Cette rencontre se veut également une tribune de partage d’expérience. En cette occasion, Marc Liew, directeur exécutif par intérim pour l’Afrique, le Moyen-Orient et l’Amérique latine à Singapore Cooperation Enterprise, a présenté l’expérience du Punggol Digital District à Singapour, un écosystème intégré réunissant université, startups, incubateurs, investisseurs et institutions publiques au sein d’un même espace d’innovation. Il a souligné que ce modèle repose sur le partage des données, la collaboration entre les différents acteurs et le développement des compétences numériques, mettant en avant l’importance de la formation continue et de l’anticipation des besoins futurs du marché du travail. De son côté, Isabelle Ferrer, vice-présidente de Toulouse Métropole, chargée des campus économiques, a présenté l’expérience de la métropole française dans la création de campus dédiés à des secteurs stratégiques tels que l’aéronautique, les mobilités décarbonées, la santé, l’intelligence artificielle et la cybersécurité. Elle a souligné que ces espaces favorisent les synergies entre entreprises, universités, centres de recherche et startups, tout en offrant des dispositifs d’accompagnement destinés aux étudiants, chercheurs et porteurs de projets innovants. Pour sa part, Abraham Badji, conseiller municipal de la ville de Dakar et président de la commission des technologies de l’information et de la communication, a présenté le projet numérique «Set Wash», destiné à formaliser l’activité des laveurs de véhicules tout en générant des retombées économiques, sociales et environnementales.
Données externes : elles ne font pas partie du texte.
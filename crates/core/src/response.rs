//! Responses as they come back through the routing layer.

use std::fmt;

use bytes::Bytes;

/// Body of the synthesized last-resort navigation response.
pub const OFFLINE_PLACEHOLDER_BODY: &str = "You are offline and the page is not available.";

/// Where a response came from, surfaced to callers for the `x-cache`
/// header and logging.
#[derive(Debug, Clone, Copy, PartialEq, Eq)]
pub enum ResponseSource {
    /// Fetched from the upstream network on this request.
    Network,
    /// Served out of a named cache.
    Cache,
    /// Served out of the precache as a navigation fallback.
    Precache,
    /// Built locally, never fetched or cached.
    Synthesized,
}

impl ResponseSource {
    pub fn as_str(&self) -> &'static str {
        match self {
            Self::Network => "network",
            Self::Cache => "cache",
            Self::Precache => "precache",
            Self::Synthesized => "synthesized",
        }
    }
}

impl fmt::Display for ResponseSource {
    fn fmt(&self, f: &mut fmt::Formatter<'_>) -> fmt::Result {
        f.write_str(self.as_str())
    }
}

/// A response flowing back out of the route table.
///
/// Status `0` marks an opaque response: a cross-origin fetch made in
/// `no-cors` mode whose real status the worker is not allowed to see. The
/// body and headers are retained so the bytes can still be cached and
/// replayed.
#[derive(Debug, Clone)]
pub struct WorkerResponse {
    pub status: u16,
    pub content_type: Option<String>,
    pub headers: Vec<(String, String)>,
    pub body: Bytes,
    pub source: ResponseSource,
}

impl WorkerResponse {
    pub fn is_opaque(&self) -> bool {
        self.status == 0
    }

    /// The last-resort response for a navigation that cannot be served any
    /// other way.
    pub fn offline_placeholder() -> Self {
        Self {
            status: 503,
            content_type: Some("text/plain; charset=utf-8".to_string()),
            headers: Vec::new(),
            body: Bytes::from_static(OFFLINE_PLACEHOLDER_BODY.as_bytes()),
            source: ResponseSource::Synthesized,
        }
    }
}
Il a notamment mis en avant les économies substantielles d’eau permises par cette initiative ainsi que sa contribution à la création d’emplois et à l’intégration des jeunes dans l’économie formelle.Casablanca Smart City s’est imposé, depuis son lancement en 2016, comme l’une des principales plateformes africaines dédiées à l’innovation territoriale et à l’intelligence urbaine. En dix éditions, l’événement a réuni plus de 42.000 participants, 685 exposants, 661 intervenants et des délégations représentant 181 villes à travers le monde.
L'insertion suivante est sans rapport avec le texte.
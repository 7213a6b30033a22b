//! Database schema migrations.
//!
//! Uses a simple version table approach to track applied migrations.
//! Each migration is a SQL batch that transforms the schema.

use std::num::ParseIntError;

use super::Error;
use tokio_rusqlite::{Connection, params};

/// Migration list: (version, SQL).
///
/// Migrations must be applied in order. The version number is an
/// incrementing integer used to track which migrations have been applied.
/// All migrations are idempotent using CREATE IF NOT EXISTS.
const MIGRATIONS: &[(&str, &str)] = &[("1", include_str!("../../migrations/001_cache_entries.sql"))];

/// Run any pending migrations.
///
/// This creates the _migrations table if it doesn't exist, checks the
/// current version, and applies any migrations that haven't been run yet.
///
/// # Errors
///
/// Returns an error if a migration SQL fails to execute.
pub async fn run(conn: &Connection) -> Result<(), Error> {
    conn.call(|conn| -> Result<(), Error> {
        conn.execute(
            "CREATE TABLE IF NOT EXISTS _migrations (
                version INTEGER PRIMARY KEY,
                applied_at TEXT NOT NULL
            )",
            [],
        )
        .map_err(Error::from)?;

        let current: i64 = conn
            .query_row("SELECT COALESCE(MAX(version), 0) FROM _migrations", [], |row| {
                row.get(0)
            })
            .map_err(Error::from)?;

        for (version, sql) in MIGRATIONS {
            let version_num: i64 = version
                .parse()
                .map_err(|e: ParseIntError| Error::MigrationFailed(e.to_string()))?;
            if version_num > current {
                conn.execute_batch(sql)?;
                conn.execute(
                    "INSERT INTO _migrations (version, applied_at) VALUES (?1, ?2)",
                    params![version_num, chrono::Utc::now().to_rfc3339()],
                )
                .map_err(Error::from)?;
            }
        }

        Ok(())
    })
    .await
    .map_err(Error::from)
}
Cette dynamique s’inscrit dans un contexte marqué par les préparatifs du Royaume en vue de l’accueil de grandes manifestations sportives internationales, notamment la Coupe du monde 2030, considérée comme un levier d’accélération de la modernisation urbaine et du rayonnement international de Casablanca. Le programme de cette 10ème édition a porté sur des thématiques diverses dont l’innovation digitale et la jeunesse, le dynamisme économique, la culture et le sport comme moteurs de transformation urbaine, ainsi que la mobilité, la gouvernance intelligente, l’inclusion numérique, la participation citoyenne et la qualité de vie dans les métropoles de demain.